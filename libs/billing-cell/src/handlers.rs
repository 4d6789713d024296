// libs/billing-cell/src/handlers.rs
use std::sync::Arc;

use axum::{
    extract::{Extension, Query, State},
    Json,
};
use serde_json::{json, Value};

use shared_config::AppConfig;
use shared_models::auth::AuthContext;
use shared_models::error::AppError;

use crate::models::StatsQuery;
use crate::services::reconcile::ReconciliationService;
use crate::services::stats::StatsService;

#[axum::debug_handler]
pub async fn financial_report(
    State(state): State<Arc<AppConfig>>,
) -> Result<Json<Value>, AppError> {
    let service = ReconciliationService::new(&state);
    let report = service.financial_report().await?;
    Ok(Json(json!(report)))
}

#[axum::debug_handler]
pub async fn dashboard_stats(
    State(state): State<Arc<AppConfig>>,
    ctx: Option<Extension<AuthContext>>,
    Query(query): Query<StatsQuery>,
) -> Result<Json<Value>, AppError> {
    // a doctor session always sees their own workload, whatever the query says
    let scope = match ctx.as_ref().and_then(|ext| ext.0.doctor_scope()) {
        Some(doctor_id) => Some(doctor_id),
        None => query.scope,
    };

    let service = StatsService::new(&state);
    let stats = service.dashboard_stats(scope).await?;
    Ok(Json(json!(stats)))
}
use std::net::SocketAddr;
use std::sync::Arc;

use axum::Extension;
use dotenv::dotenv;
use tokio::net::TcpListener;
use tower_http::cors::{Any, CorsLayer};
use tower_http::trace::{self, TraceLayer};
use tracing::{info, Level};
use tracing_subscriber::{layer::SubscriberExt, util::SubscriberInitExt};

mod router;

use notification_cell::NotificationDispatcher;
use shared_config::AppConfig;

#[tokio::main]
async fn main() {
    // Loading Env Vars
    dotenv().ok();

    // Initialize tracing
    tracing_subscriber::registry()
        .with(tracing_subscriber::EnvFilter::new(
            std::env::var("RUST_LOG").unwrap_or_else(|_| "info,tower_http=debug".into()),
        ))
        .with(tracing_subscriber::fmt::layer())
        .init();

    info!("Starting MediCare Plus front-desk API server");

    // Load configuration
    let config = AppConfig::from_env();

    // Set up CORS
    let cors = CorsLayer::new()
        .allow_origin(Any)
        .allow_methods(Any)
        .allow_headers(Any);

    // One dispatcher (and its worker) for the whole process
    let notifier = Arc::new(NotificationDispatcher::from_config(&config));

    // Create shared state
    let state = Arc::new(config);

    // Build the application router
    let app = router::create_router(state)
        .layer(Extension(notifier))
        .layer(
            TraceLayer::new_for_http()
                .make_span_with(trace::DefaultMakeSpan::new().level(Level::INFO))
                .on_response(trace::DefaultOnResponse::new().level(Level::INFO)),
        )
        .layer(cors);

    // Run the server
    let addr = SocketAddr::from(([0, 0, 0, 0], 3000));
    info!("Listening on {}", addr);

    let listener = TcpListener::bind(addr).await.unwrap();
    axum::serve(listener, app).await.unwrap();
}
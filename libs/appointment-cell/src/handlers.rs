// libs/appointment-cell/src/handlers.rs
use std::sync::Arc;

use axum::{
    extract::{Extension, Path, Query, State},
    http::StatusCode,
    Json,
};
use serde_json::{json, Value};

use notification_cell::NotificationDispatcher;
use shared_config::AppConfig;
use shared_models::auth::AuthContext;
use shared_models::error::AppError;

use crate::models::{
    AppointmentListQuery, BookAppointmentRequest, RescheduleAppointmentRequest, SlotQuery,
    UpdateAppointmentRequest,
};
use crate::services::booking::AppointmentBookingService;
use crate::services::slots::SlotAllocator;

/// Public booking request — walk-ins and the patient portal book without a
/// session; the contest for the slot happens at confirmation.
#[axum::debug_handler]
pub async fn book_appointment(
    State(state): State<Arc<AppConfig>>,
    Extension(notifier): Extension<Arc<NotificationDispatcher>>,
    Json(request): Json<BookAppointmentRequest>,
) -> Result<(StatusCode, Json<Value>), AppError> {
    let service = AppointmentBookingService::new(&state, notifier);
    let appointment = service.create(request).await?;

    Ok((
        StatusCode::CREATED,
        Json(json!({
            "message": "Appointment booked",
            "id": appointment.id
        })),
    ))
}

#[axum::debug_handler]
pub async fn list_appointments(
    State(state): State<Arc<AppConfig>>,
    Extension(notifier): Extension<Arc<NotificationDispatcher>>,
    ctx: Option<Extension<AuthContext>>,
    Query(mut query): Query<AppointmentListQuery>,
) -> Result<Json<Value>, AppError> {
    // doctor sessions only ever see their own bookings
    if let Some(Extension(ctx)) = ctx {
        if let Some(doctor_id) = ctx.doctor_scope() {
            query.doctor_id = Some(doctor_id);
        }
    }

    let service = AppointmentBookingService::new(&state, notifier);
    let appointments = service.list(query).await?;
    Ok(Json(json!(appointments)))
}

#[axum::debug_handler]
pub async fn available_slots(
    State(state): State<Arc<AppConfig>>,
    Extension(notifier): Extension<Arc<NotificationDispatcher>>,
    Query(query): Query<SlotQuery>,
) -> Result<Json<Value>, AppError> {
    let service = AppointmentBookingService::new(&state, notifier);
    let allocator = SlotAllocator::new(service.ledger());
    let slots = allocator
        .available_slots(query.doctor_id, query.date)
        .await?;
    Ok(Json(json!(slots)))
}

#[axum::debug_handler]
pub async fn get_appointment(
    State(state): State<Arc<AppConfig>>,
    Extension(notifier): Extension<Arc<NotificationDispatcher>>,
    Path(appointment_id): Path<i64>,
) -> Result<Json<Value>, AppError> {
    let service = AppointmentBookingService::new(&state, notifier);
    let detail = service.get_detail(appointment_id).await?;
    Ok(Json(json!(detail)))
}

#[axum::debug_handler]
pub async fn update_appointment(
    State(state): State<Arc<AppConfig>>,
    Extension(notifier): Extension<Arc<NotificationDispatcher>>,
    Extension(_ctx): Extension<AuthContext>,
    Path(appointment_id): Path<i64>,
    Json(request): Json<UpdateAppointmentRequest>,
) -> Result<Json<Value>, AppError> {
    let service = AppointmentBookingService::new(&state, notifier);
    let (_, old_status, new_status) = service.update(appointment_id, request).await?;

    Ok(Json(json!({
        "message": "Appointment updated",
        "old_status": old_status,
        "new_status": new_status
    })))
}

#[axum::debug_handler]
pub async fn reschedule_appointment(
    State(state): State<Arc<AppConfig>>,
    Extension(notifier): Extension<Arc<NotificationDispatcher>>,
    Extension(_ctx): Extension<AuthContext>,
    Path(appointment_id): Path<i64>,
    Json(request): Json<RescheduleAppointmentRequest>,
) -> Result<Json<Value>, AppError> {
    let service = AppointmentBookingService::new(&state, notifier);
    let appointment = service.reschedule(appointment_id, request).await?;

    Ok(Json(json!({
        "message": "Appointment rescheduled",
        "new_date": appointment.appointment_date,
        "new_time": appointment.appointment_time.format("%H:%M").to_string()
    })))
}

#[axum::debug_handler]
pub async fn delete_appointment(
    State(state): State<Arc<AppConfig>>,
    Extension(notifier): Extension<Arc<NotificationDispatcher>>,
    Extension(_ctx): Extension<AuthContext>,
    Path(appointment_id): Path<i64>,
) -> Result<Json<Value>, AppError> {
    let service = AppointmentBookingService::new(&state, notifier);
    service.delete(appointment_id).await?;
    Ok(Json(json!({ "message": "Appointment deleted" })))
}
◇ ◇ ◇ ◇ ◇ ◇ ◇
About this task >>
The entire listing should be repeated with no line missing and no word altered.

Finished exercise >>
filename libs/billing-cell/src/handlers.rs
repository 4d6789713d024296
// libs/billing-cell/src/handlers.rs
use std::sync::Arc;

use axum::{
    extract::{Extension, Query, State},
    Json,
};
use serde_json::{json, Value};

use shared_config::AppConfig;
use shared_models::auth::AuthContext;
use shared_models::error::AppError;

use crate::models::StatsQuery;
use crate::services::reconcile::ReconciliationService;
use crate::services::stats::StatsService;

#[axum::debug_handler]
pub async fn financial_report(
    State(state): State<Arc<AppConfig>>,
) -> Result<Json<Value>, AppError> {
    let service = ReconciliationService::new(&state);
    let report = service.financial_report().await?;
    Ok(Json(json!(report)))
}

#[axum::debug_handler]
pub async fn dashboard_stats(
    State(state): State<Arc<AppConfig>>,
    ctx: Option<Extension<AuthContext>>,
    Query(query): Query<StatsQuery>,
) -> Result<Json<Value>, AppError> {
    // a doctor session always sees their own workload, whatever the query says
    let scope = match ctx.as_ref().and_then(|ext| ext.0.doctor_scope()) {
        Some(doctor_id) => Some(doctor_id),
        None => query.scope,
    };

    let service = StatsService::new(&state);
    let stats = service.dashboard_stats(scope).await?;
    Ok(Json(json!(stats)))
}
use std::net::SocketAddr;
use std::sync::Arc;

use axum::Extension;
use dotenv::dotenv;
use tokio::net::TcpListener;
use tower_http::cors::{Any, CorsLayer};
use tower_http::trace::{self, TraceLayer};
use tracing::{info, Level};
use tracing_subscriber::{layer::SubscriberExt, util::SubscriberInitExt};

mod router;

use notification_cell::NotificationDispatcher;
use shared_config::AppConfig;

#[tokio::main]
async fn main() {
    // Loading Env Vars
    dotenv().ok();

    // Initialize tracing
    tracing_subscriber::registry()
        .with(tracing_subscriber::EnvFilter::new(
            std::env::var("RUST_LOG").unwrap_or_else(|_| "info,tower_http=debug".into()),
        ))
        .with(tracing_subscriber::fmt::layer())
        .init();

    info!("Starting MediCare Plus front-desk API server");

    // Load configuration
    let config = AppConfig::from_env();

    // Set up CORS
    let cors = CorsLayer::new()
        .allow_origin(Any)
        .allow_methods(Any)
        .allow_headers(Any);

    // One dispatcher (and its worker) for the whole process
    let notifier = Arc::new(NotificationDispatcher::from_config(&config));

    // Create shared state
    let state = Arc::new(config);

    // Build the application router
    let app = router::create_router(state)
        .layer(Extension(notifier))
        .layer(
            TraceLayer::new_for_http()
                .make_span_with(trace::DefaultMakeSpan::new().level(Level::INFO))
                .on_response(trace::DefaultOnResponse::new().level(Level::INFO)),
        )
        .layer(cors);

    // Run the server
    let addr = SocketAddr::from(([0, 0, 0, 0], 3000));
    info!("Listening on {}", addr);

    let listener = TcpListener::bind(addr).await.unwrap();
    axum::serve(listener, app).await.unwrap();
}
filename libs/appointment-cell/src/handlers.rs
// libs/appointment-cell/src/handlers.rs
use std::sync::Arc;

use axum::{
    extract::{Extension, Path, Query, State},
    http::StatusCode,
    Json,
};
use serde_json::{json, Value};

use notification_cell::NotificationDispatcher;
use shared_config::AppConfig;
use shared_models::auth::AuthContext;
use shared_models::error::AppError;

use crate::models::{
    AppointmentListQuery, BookAppointmentRequest, RescheduleAppointmentRequest, SlotQuery,
    UpdateAppointmentRequest,
};
use crate::services::booking::AppointmentBookingService;
use crate::services::slots::SlotAllocator;

/// Public booking request — walk-ins and the patient portal book without a
/// session; the contest for the slot happens at confirmation.
#[axum::debug_handler]
pub async fn book_appointment(
    State(state): State<Arc<AppConfig>>,
    Extension(notifier): Extension<Arc<NotificationDispatcher>>,
    Json(request): Json<BookAppointmentRequest>,
) -> Result<(StatusCode, Json<Value>), AppError> {
    let service = AppointmentBookingService::new(&state, notifier);
    let appointment = service.create(request).await?;

    Ok((
        StatusCode::CREATED,
        Json(json!({
            "message": "Appointment booked",
            "id": appointment.id
        })),
    ))
}

#[axum::debug_handler]
pub async fn list_appointments(
    State(state): State<Arc<AppConfig>>,
    Extension(notifier): Extension<Arc<NotificationDispatcher>>,
    ctx: Option<Extension<AuthContext>>,
    Query(mut query): Query<AppointmentListQuery>,
) -> Result<Json<Value>, AppError> {
    // doctor sessions only ever see their own bookings
    if let Some(Extension(ctx)) = ctx {
        if let Some(doctor_id) = ctx.doctor_scope() {
            query.doctor_id = Some(doctor_id);
        }
    }

    let service = AppointmentBookingService::new(&state, notifier);
    let appointments = service.list(query).await?;
    Ok(Json(json!(appointments)))
}

#[axum::debug_handler]
pub async fn available_slots(
    State(state): State<Arc<AppConfig>>,
    Extension(notifier): Extension<Arc<NotificationDispatcher>>,
    Query(query): Query<SlotQuery>,
) -> Result<Json<Value>, AppError> {
    let service = AppointmentBookingService::new(&state, notifier);
    let allocator = SlotAllocator::new(service.ledger());
    let slots = allocator
        .available_slots(query.doctor_id, query.date)
        .await?;
    Ok(Json(json!(slots)))
}

#[axum::debug_handler]
pub async fn get_appointment(
    State(state): State<Arc<AppConfig>>,
    Extension(notifier): Extension<Arc<NotificationDispatcher>>,
    Path(appointment_id): Path<i64>,
) -> Result<Json<Value>, AppError> {
    let service = AppointmentBookingService::new(&state, notifier);
    let detail = service.get_detail(appointment_id).await?;
    Ok(Json(json!(detail)))
}

#[axum::debug_handler]
pub async fn update_appointment(
    State(state): State<Arc<AppConfig>>,
    Extension(notifier): Extension<Arc<NotificationDispatcher>>,
    Extension(_ctx): Extension<AuthContext>,
    Path(appointment_id): Path<i64>,
    Json(request): Json<UpdateAppointmentRequest>,
) -> Result<Json<Value>, AppError> {
    let service = AppointmentBookingService::new(&state, notifier);
    let (_, old_status, new_status) = service.update(appointment_id, request).await?;

    Ok(Json(json!({
        "message": "Appointment updated",
        "old_status": old_status,
        "new_status": new_status
    })))
}

#[axum::debug_handler]
pub async fn reschedule_appointment(
    State(state): State<Arc<AppConfig>>,
    Extension(notifier): Extension<Arc<NotificationDispatcher>>,
    Extension(_ctx): Extension<AuthContext>,
    Path(appointment_id): Path<i64>,
    Json(request): Json<RescheduleAppointmentRequest>,
) -> Result<Json<Value>, AppError> {
    let service = AppointmentBookingService::new(&state, notifier);
    let appointment = service.reschedule(appointment_id, request).await?;

    Ok(Json(json!({
        "message": "Appointment rescheduled",
        "new_date": appointment.appointment_date,
        "new_time": appointment.appointment_time.format("%H:%M").to_string()
    })))
}

#[axum::debug_handler]
pub async fn delete_appointment(
    State(state): State<Arc<AppConfig>>,
    Extension(notifier): Extension<Arc<NotificationDispatcher>>,
    Extension(_ctx): Extension<AuthContext>,
    Path(appointment_id): Path<i64>,
) -> Result<Json<Value>, AppError> {
    let service = AppointmentBookingService::new(&state, notifier);
    service.delete(appointment_id).await?;
    Ok(Json(json!({ "message": "Appointment deleted" })))
}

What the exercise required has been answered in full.